SELECT * versus SELECT Col1, Col2 and Query Plans

Yesterday I deployed a colleagues project; a Website and a SQL Server Database to my local machine. I hadn't seen the code before but I'd seen the site in action. The Website used Entity Framework to connect to the underlying database.

When I first ran the Web page today there was no data in the database. So I then ran an SSIS package to populate the database.

Then when I reselected the Web page it timed out when executing the SQL query. Odd, I thought, so I looked at the underlying query. Entity Framework was issuing:

SELECT 
1 AS [C1], 
[GroupBy1].[K2] AS [IntraDayIntLegalEntityName], 
[GroupBy1].[K1] AS [IntraDayIntPortfolioName], 
[GroupBy1].[K3] AS [BaseCurrency], 
[GroupBy1].[A1] AS [C2], 
[GroupBy1].[A2] AS [C3]
FROM ( SELECT 
 [Extent1].[K1] AS [K1], 
 [Extent1].[K2] AS [K2], 
 [Extent1].[K3] AS [K3], 
 SUM([Extent1].[A1]) AS [A1], 
 SUM([Extent1].[A2]) AS [A2]
 FROM ( SELECT 
  [Extent1].[IntraDayIntPortfolioName] AS [K1], 
  [Extent1].[IntraDayIntLegalEntityName] AS [K2], 
  [Extent1].[BaseCurrency] AS [K3], 
  [Extent1].[IntraDayBasePayment] - [Extent1].[YestBasePayment] AS [A1], 
  [Extent1].[IntraDayBasePayment] - [Extent1].[YearEndBasePayment] AS [A2]
  FROM [FxR].[RawDataView] AS [Extent1]
 )  AS [Extent1]
 GROUP BY [K1], [K2], [K3]
)  AS [GroupBy1]

So I ran this query and it took ages. Longer than 15 minutes!

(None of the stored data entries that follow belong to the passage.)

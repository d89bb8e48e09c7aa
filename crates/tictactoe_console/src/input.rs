//! Parsing of typed commands.

use tictactoe_engine::{InputEvent, Mode, Position};

/// A line typed at the prompt.
#[derive(Debug, Clone, Copy, PartialEq, Eq)]
pub enum Command {
    /// Forward to the session.
    Game(InputEvent),
    /// Print the help text.
    Help,
    /// Leave the program.
    Quit,
}

/// Help shown on `?` and at startup.
pub const HELP: &str = "\
Commands:
  0-8 or a label (e.g. center)  play a cell
  n, new                        start a new round
  r, reset                      reset the score and the board
  pvp, pvc                      switch mode (score is kept)
  ?, help                       show this help
  q, quit                       exit";

/// Parses one input line. Returns `None` for unrecognised text.
pub fn parse(line: &str) -> Option<Command> {
    let word = line.trim().to_lowercase();
    let command = match word.as_str() {
        "n" | "new" => Command::Game(InputEvent::NewRoundRequested),
        "r" | "reset" => Command::Game(InputEvent::ResetScoreRequested),
        "pvp" => Command::Game(InputEvent::SessionStarted(Mode::HumanVsHuman)),
        "pvc" => Command::Game(InputEvent::SessionStarted(Mode::HumanVsComputer)),
        "?" | "h" | "help" => Command::Help,
        "q" | "quit" | "exit" => Command::Quit,
        other => {
            let pos = Position::from_label_or_number(other)?;
            Command::Game(InputEvent::CellSelected(pos.to_index()))
        }
    };
    Some(command)
}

So I started to debug this. This query selected a view which itself did several left joins on a view.
But even more bizarrely, if I did

SELECT * FROM [FxR].[RawDataView] AS [Extent1]

Then the query took 10 seconds. If I re-ran
SELECT [IntraDayIntLegalEntityName] FROM [FxR].[RawDataView] AS [Extent1]

It took longer than 15 minutes! Hold on, why should SELECT * be quicker than Select ?

Time to debug! Enter the query plan. It was clear that the query plans were different for the two queries. Looking through the query plan (right to left, top to bottom) I could see that the faster query seemed to only pass 3000 rows early on, whereas the slow query passed 100,000 rows several times. This helped explain the slowness.


Also running the command

SET STATISTICS IO ON

Showed the following information:

Table 'TradeData'. Scan count xx, logical reads xxxxx.

The scan count and logical reads were vastly higher for the slow query.

Then, finally, I spotted the clue that led to the solution.
You can see from the screen that the estimated number of rows was vastly different from the actual number of rows. Clearly the query plan was expecting far fewer rows than it got. It was obviously out of date.

Running the query showed when the statistics were last updated:

SELECT
t.name AS Table_Name
,i.name AS Index_Name
,i.type_desc AS Index_Type
,STATS_DATE(i.object_id,i.index_id) AS Date_Updated
FROM
sys.indexes i JOIN
sys.tables t ON t.object_id = i.object_id JOIN
sys.partitions sp ON i.object_id = sp.object_id
WHERE
i.type > 0 and sp.rows > 0
-- AND i.name like '%RawDataView%'
ORDER BY
STATS_DATE(i.object_id,i.index_id) DESC,
t.name ASC
,i.type_desc ASC
,i.name ASC 

And this indicated the statistics were updated yesterday. SQL Server had determined the query plan based upon yesterday's data - when there was none there! After adding a 100,000 rows today the query plan was hopelessly out of date and not applicable.

The solution? I ran

UPDATE STATISTICS Fxr.TradeData WITH FULLSCAN

on each table and suddenly my query went down from 15 minutes to 10 seconds. The morale of the story? Learn to read query plans, and update your statistics if your data changes significantly!